Society is oversaturated by images, so how does a photographer navigate the business side of an industry whilst delivering stories that matter?
Inland cooperative was born with this frustration in mind. A collective of 13 photographers has united to offer meaningful narratives with the hopes of making an impact on the world.
The propagation of fake news plagues the modern world. Whilst real information serves to educate and impact the lives of people, more and more media outlets are sacrificing their integrity to produce viral content.
But likewise, in a world where time is money, an image speaks faster than words. Photographers are now navigating the difficult business of unlocking new channels of distribution whilst supporting one other in this difficult arena.
The founders and members of Inland cooperative have gathered international experts in the industry, in both editorial and fine arts contexts, to deliver a range of stories, in order to do just this. Each of Inland’s stories is designed to be unique, exhibited through various means such as installation, books and other experimental publications, workshops, and an array of educational events.
Inland cooperative regards itself more as an interdisciplinary collaboration, which offers an ambitious business model in which the photographers retain control of their narratives. Collaborating alongside authors and project developers, Inland’s goals are to educate, transmit and impact.
The cooperative’s members pride themselves on extensive investigative work and transmit their stories through clean aesthetics. Exploring everything from the citizens of Pyongyang to droughts in Iraq, their stories question the contradictions of a changing world.
The members of Inland hail from all over Europe as well as China, Indonesia, Reunion, Korea, and the USA. The co-founding members Melanie Wenger, Jef Bonifacino, Patrick Wack, and Tim Franco, have also welcomed Tjorven Bruyneel, Laura Pannack, Mathias Depardon, Phyllis B. Dooney, Muhammad Fadli, Jeremie Jung, Tadas Kazakevicius, Romain Philippon and Matjaz Tancic to their collective family. The impressive roster of artists speaks volumes about the agenda of this cooperative.
According to Jef Bonifacino, the members of Inland have pooled their money, connections, and ideas in order to secure the best outcome for their work. One of the founding members of the cooperative, Melanie Wenger, explained in more detail:
“We decided to create this cooperative, not exactly to work collectively on project per se, but more to put our means in common. We brought together authors who develop quality works while maintaining complete independence in the way they choose their stories. Photographers take back control of their stories. Our job is indeed changing. We have chosen to adapt to it and to find out for ourselves what it can become.”
By cutting out the agency middle-man, clients can immediately speak with the artists, and get a more immediate sense of their creative brand and what they stand for. All of the photographers involved with Inland are already established within their own right, with books to their names and various clients under their belts, and many of them have also won prestigious grants.
Why then pool their talents and resources when each individual stands strong, alone?

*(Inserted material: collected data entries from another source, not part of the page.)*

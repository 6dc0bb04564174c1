//! Task variants and their execution contract.
//!
//! The variant set is closed (placeholder, command, file), so tasks are a
//! single struct over a tagged `TaskKind` rather than an open hierarchy.
//! Staleness for file tasks is computed by the [`Workspace`], which owns
//! the filesystem and the session memo; a task itself only knows its
//! name, its resolved dependencies, and its optional action.
//!
//! [`Workspace`]: crate::workspace::Workspace

use gantry_core::{Error, Result, ResolvedName};
use std::fmt;

/// A task's executable payload. `None` models a pure dependency
/// aggregator (or a file node nothing can produce yet).
pub type Action = Box<dyn FnMut() -> Result<()> + Send>;

pub enum TaskKind {
    /// Forward-reference stand-in created when a dependency is named
    /// before its real definition is registered. Replaceable by a
    /// command or file task under the same name.
    Placeholder,
    /// Always re-executes once reached; idempotence is the action's own
    /// responsibility.
    Command { action: Option<Action> },
    /// Expected to produce the file addressed by the task's resolved
    /// name; staleness is decided from modification times.
    File { action: Option<Action> },
}

impl TaskKind {
    /// Short label used in logs and errors.
    pub fn label(&self) -> &'static str {
        match self {
            Self::Placeholder => "placeholder",
            Self::Command { .. } => "command",
            Self::File { .. } => "file",
        }
    }
}

impl fmt::Debug for TaskKind {
    fn fmt(&self, f: &mut fmt::Formatter<'_>) -> fmt::Result {
        match self {
            Self::Placeholder => write!(f, "Placeholder"),
            Self::Command { action } => f
                .debug_struct("Command")
                .field("has_action", &action.is_some())
                .finish(),
            Self::File { action } => f
                .debug_struct("File")
                .field("has_action", &action.is_some())
                .finish(),
        }
    }
}

#[derive(Debug)]
pub struct Task {
    name: ResolvedName,
    dependencies: Vec<ResolvedName>,
    kind: TaskKind,
}

impl Task {
    pub fn placeholder(name: ResolvedName) -> Self {
        Self {
            name,
            dependencies: Vec::new(),
            kind: TaskKind::Placeholder,
        }
    }

    pub fn command(
        name: ResolvedName,
        dependencies: Vec<ResolvedName>,
        action: Option<Action>,
    ) -> Self {
        Self {
            name,
            dependencies,
            kind: TaskKind::Command { action },
        }
    }

    pub fn file(
        name: ResolvedName,
        dependencies: Vec<ResolvedName>,
        action: Option<Action>,
    ) -> Self {
        Self {
            name,
            dependencies,
            kind: TaskKind::File { action },
        }
    }

    pub fn name(&self) -> &ResolvedName {
        &self.name
    }

    /// Resolved dependency names in declared order.
    pub fn dependencies(&self) -> &[ResolvedName] {
        &self.dependencies
    }

    pub fn kind(&self) -> &TaskKind {
        &self.kind
    }

    pub fn is_placeholder(&self) -> bool {
        matches!(self.kind, TaskKind::Placeholder)
    }

    pub fn is_file(&self) -> bool {
        matches!(self.kind, TaskKind::File { .. })
    }

    /// Whether this task has anything to execute.
    pub fn can_run(&self) -> bool {
        match &self.kind {
            TaskKind::Placeholder => false,
            TaskKind::Command { action } | TaskKind::File { action } => action.is_some(),
        }
    }

    /// Invoke the task's action, if any. Placeholders and action-less
    /// aggregators are no-ops. Failures are wrapped with the task name.
    pub fn execute(&mut self) -> Result<()> {
        let action = match &mut self.kind {
            TaskKind::Placeholder => None,
            TaskKind::Command { action } | TaskKind::File { action } => action.as_mut(),
        };
        if let Some(action) = action {
            action().map_err(|e| Error::action(self.name.as_str(), e))?;
        }
        Ok(())
    }
}
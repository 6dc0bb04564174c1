//! Grouping of file tasks under umbrella command and cleanup tasks.
//!
//! A builder collects file tasks into named groups; `build` registers,
//! per non-empty group, one aggregator command task `<prefix>/<group>`
//! depending on the members and one `<prefix>/<group>_clean` task
//! deleting the members' files. A pure client of the `Workspace` API.

use crate::cleanup;
use crate::workspace::Workspace;
use gantry_core::{Result, ResolvedName};
use indexmap::IndexMap;

pub struct TaskGroupBuilder {
    resolved_prefix: ResolvedName,
    groups: IndexMap<String, Vec<ResolvedName>>,
}

impl TaskGroupBuilder {
    /// Start a builder whose group tasks are registered under `prefix`.
    pub fn new(ws: &Workspace, prefix: &str) -> Result<Self> {
        Ok(Self {
            resolved_prefix: ws.resolve_name(prefix)?,
            groups: IndexMap::new(),
        })
    }

    /// Record `file_task_name` as a member of each named group.
    pub fn add(&mut self, ws: &Workspace, file_task_name: &str, groups: &[&str]) -> Result<()> {
        let resolved = ws.resolve_name(file_task_name)?;
        for group in groups {
            self.groups
                .entry((*group).to_string())
                .or_default()
                .push(resolved.clone());
        }
        Ok(())
    }

    pub fn resolved_prefix(&self) -> &ResolvedName {
        &self.resolved_prefix
    }

    /// Register the umbrella and cleanup tasks for every non-empty
    /// group, in the order the groups were first added.
    pub fn build(self, ws: &mut Workspace) -> Result<()> {
        for (group, members) in &self.groups {
            if members.is_empty() {
                continue;
            }
            let member_names: Vec<&str> = members.iter().map(ResolvedName::as_str).collect();
            ws.new_command_task(
                &format!("{}/{group}", self.resolved_prefix),
                &member_names,
                None,
            )?;
            cleanup::new_delete_files_task(
                ws,
                &format!("{}/{group}_clean", self.resolved_prefix),
                members.iter().map(ResolvedName::to_path_buf).collect(),
            )?;
        }
        Ok(())
    }
}
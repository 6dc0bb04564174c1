//! Filesystem collaborator used for staleness decisions and cleanup.
//!
//! The engine never writes files itself; task actions do. It only reads
//! existence and modification-time metadata, and deletes files on behalf
//! of cleanup tasks. The trait exists so tests and embedders can supply
//! fake filesystems.

use gantry_core::{Error, Result};
use std::fs;
use std::io::ErrorKind;
use std::path::Path;
use std::time::SystemTime;

pub trait FileSystem: Send + Sync {
    /// Whether a file exists at `path`.
    fn exists(&self, path: &Path) -> bool;

    /// The file's last modification time. `Ok(None)` when the file does
    /// not exist; `Err` only for real I/O failures.
    fn modified(&self, path: &Path) -> Result<Option<SystemTime>>;

    /// Delete the file at `path`. A missing file is not an error.
    fn remove_file(&self, path: &Path) -> Result<()>;
}

/// The host filesystem via `std::fs`.
#[derive(Debug, Clone, Copy, Default)]
pub struct OsFileSystem;

impl FileSystem for OsFileSystem {
    fn exists(&self, path: &Path) -> bool {
        path.exists()
    }

    fn modified(&self, path: &Path) -> Result<Option<SystemTime>> {
        match fs::metadata(path) {
            Ok(metadata) => {
                let mtime = metadata
                    .modified()
                    .map_err(|e| Error::file_system(path, "modified", e))?;
                Ok(Some(mtime))
            }
            Err(e) if e.kind() == ErrorKind::NotFound => Ok(None),
            Err(e) => Err(Error::file_system(path, "metadata", e)),
        }
    }

    fn remove_file(&self, path: &Path) -> Result<()> {
        match fs::remove_file(path) {
            Ok(()) => Ok(()),
            Err(e) if e.kind() == ErrorKind::NotFound => Ok(()),
            Err(e) => Err(Error::file_system(path, "remove", e)),
        }
    }
}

Because their collective approach is for the greater good, each artist standing by their belief that photography has the power to change the world.

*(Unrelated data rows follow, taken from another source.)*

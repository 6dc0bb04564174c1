use std::path::PathBuf;

/// Result type alias for gantry operations
pub type Result<T> = std::result::Result<T, Error>;

/// Core error type for gantry operations
#[derive(Debug, thiserror::Error)]
pub enum Error {
    /// A task name matches none of the accepted forms, or references an
    /// unregistered root
    #[error("invalid task name '{name}': {message}")]
    InvalidName { name: String, message: String },

    /// A root prefix that does not end with the name separator
    #[error("invalid root '{root}': prefix '{prefix}' must end with a '/'")]
    InvalidRoot { root: String, prefix: String },

    /// Registering a command or file task over an existing non-placeholder
    /// task
    #[error("task '{name}' already exists")]
    TaskExists { name: String },

    /// An operation attempted in the wrong session state
    #[error("session state violation during {operation}: {message}")]
    SessionState { operation: String, message: String },

    /// A run or staleness query against an unregistered task name
    #[error("task '{name}' does not exist")]
    UnknownTask { name: String },

    /// A dependency cycle discovered while validating the task registry
    #[error("cyclic dependency detected through task '{name}'")]
    CyclicDependency { name: String },

    /// A task action failed; the walk stops and the failure propagates
    #[error("action of task '{task}' failed: {source}")]
    Action {
        task: String,
        #[source]
        source: Box<Error>,
    },

    /// File system operations
    #[error("file system {operation} operation failed for '{path}': {source}")]
    FileSystem {
        path: PathBuf,
        operation: String,
        #[source]
        source: std::io::Error,
    },

    /// Internal inconsistencies the registration invariants make
    /// unreachable, and host errors funneled through `anyhow`
    #[error("internal error: {message}")]
    Internal { message: String },
}

// Conversion implementations
impl From<std::io::Error> for Error {
    fn from(error: std::io::Error) -> Self {
        Error::FileSystem {
            path: PathBuf::new(),
            operation: "unknown".to_string(),
            source: error,
        }
    }
}

impl From<anyhow::Error> for Error {
    fn from(error: anyhow::Error) -> Self {
        Error::Internal {
            message: format!("{error:#}"),
        }
    }
}

// Helper methods for creating errors with context
impl Error {
    /// Create an invalid name error
    #[must_use]
    pub fn invalid_name(name: impl Into<String>, message: impl Into<String>) -> Self {
        Error::InvalidName {
            name: name.into(),
            message: message.into(),
        }
    }

    /// Create an invalid root error
    #[must_use]
    pub fn invalid_root(root: impl Into<String>, prefix: impl Into<String>) -> Self {
        Error::InvalidRoot {
            root: root.into(),
            prefix: prefix.into(),
        }
    }

    /// Create a task-already-exists error
    #[must_use]
    pub fn task_exists(name: impl Into<String>) -> Self {
        Error::TaskExists { name: name.into() }
    }

    /// Create a session state violation error
    #[must_use]
    pub fn session_state(operation: impl Into<String>, message: impl Into<String>) -> Self {
        Error::SessionState {
            operation: operation.into(),
            message: message.into(),
        }
    }

    /// Create an unknown task error
    #[must_use]
    pub fn unknown_task(name: impl Into<String>) -> Self {
        Error::UnknownTask { name: name.into() }
    }

    /// Create a cyclic dependency error naming a task on the cycle
    #[must_use]
    pub fn cyclic_dependency(name: impl Into<String>) -> Self {
        Error::CyclicDependency { name: name.into() }
    }

    /// Wrap a failed action's error with the owning task's name
    #[must_use]
    pub fn action(task: impl Into<String>, source: Error) -> Self {
        Error::Action {
            task: task.into(),
            source: Box::new(source),
        }
    }

    /// Create a file system error with context
    #[must_use]
    pub fn file_system(
        path: impl Into<PathBuf>,
        operation: impl Into<String>,
        source: std::io::Error,
    ) -> Self {
        Error::FileSystem {
            path: path.into(),
            operation: operation.into(),
            source,
        }
    }

    /// Create an internal error
    #[must_use]
    pub fn internal(message: impl Into<String>) -> Self {
        Error::Internal {
            message: message.into(),
        }
    }
}

#[cfg(test)]
mod tests {
    use super::*;

    #[test]
    fn display_carries_context() {
        let err = Error::invalid_root("ROOT1", "tiger");
        assert_eq!(
            err.to_string(),
            "invalid root 'ROOT1': prefix 'tiger' must end with a '/'"
        );

        let err = Error::session_state("run", "the workspace is out of session");
        assert_eq!(
            err.to_string(),
            "session state violation during run: the workspace is out of session"
        );
    }

    #[test]
    fn action_error_chains_its_source() {
        let inner = Error::file_system(
            "out/a.txt",
            "write",
            std::io::Error::new(std::io::ErrorKind::PermissionDenied, "denied"),
        );
        let err = Error::action("//out/a.txt", inner);
        assert!(err.to_string().starts_with("action of task '//out/a.txt'"));
        assert!(std::error::Error::source(&err).is_some());
    }

    #[test]
    fn io_errors_convert() {
        let io = std::io::Error::new(std::io::ErrorKind::Other, "boom");
        let err: Error = io.into();
        assert!(matches!(err, Error::FileSystem { .. }));
    }
}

These days, talent doesn’t necessarily mean success. An artist must not only have creative sensibilities but must also be business-minded in this highly competitive field. Business models are somehow more difficult to navigate than ever, as the landscape of the industry exponentially changes.
In this sense perhaps collaboration is the most sensible means to get those narratives out there to the audience that they deserve. The more these stories are heard, the stronger they become, like modern folklore in an ever more homogenized globalized society.
Mass media now holds so much storytelling power- this concentrated in a few “reliable” media outlets means we are forced to trust major newspapers. But in recent times, even the largest and most “trustworthy” media outlets have proven themselves to print lies. It is now the duty of the reporter or photographer to make sure their story reaches the eyes and ears of the people it should. Inland values truth over sensationalism, honesty over marketability, stories over capital.
By joining together, these artists have seized their means of production, and hopefully, their stories will be seen far and wide, and impact the lives of people the world over, people who also have the means to change the world in their own right.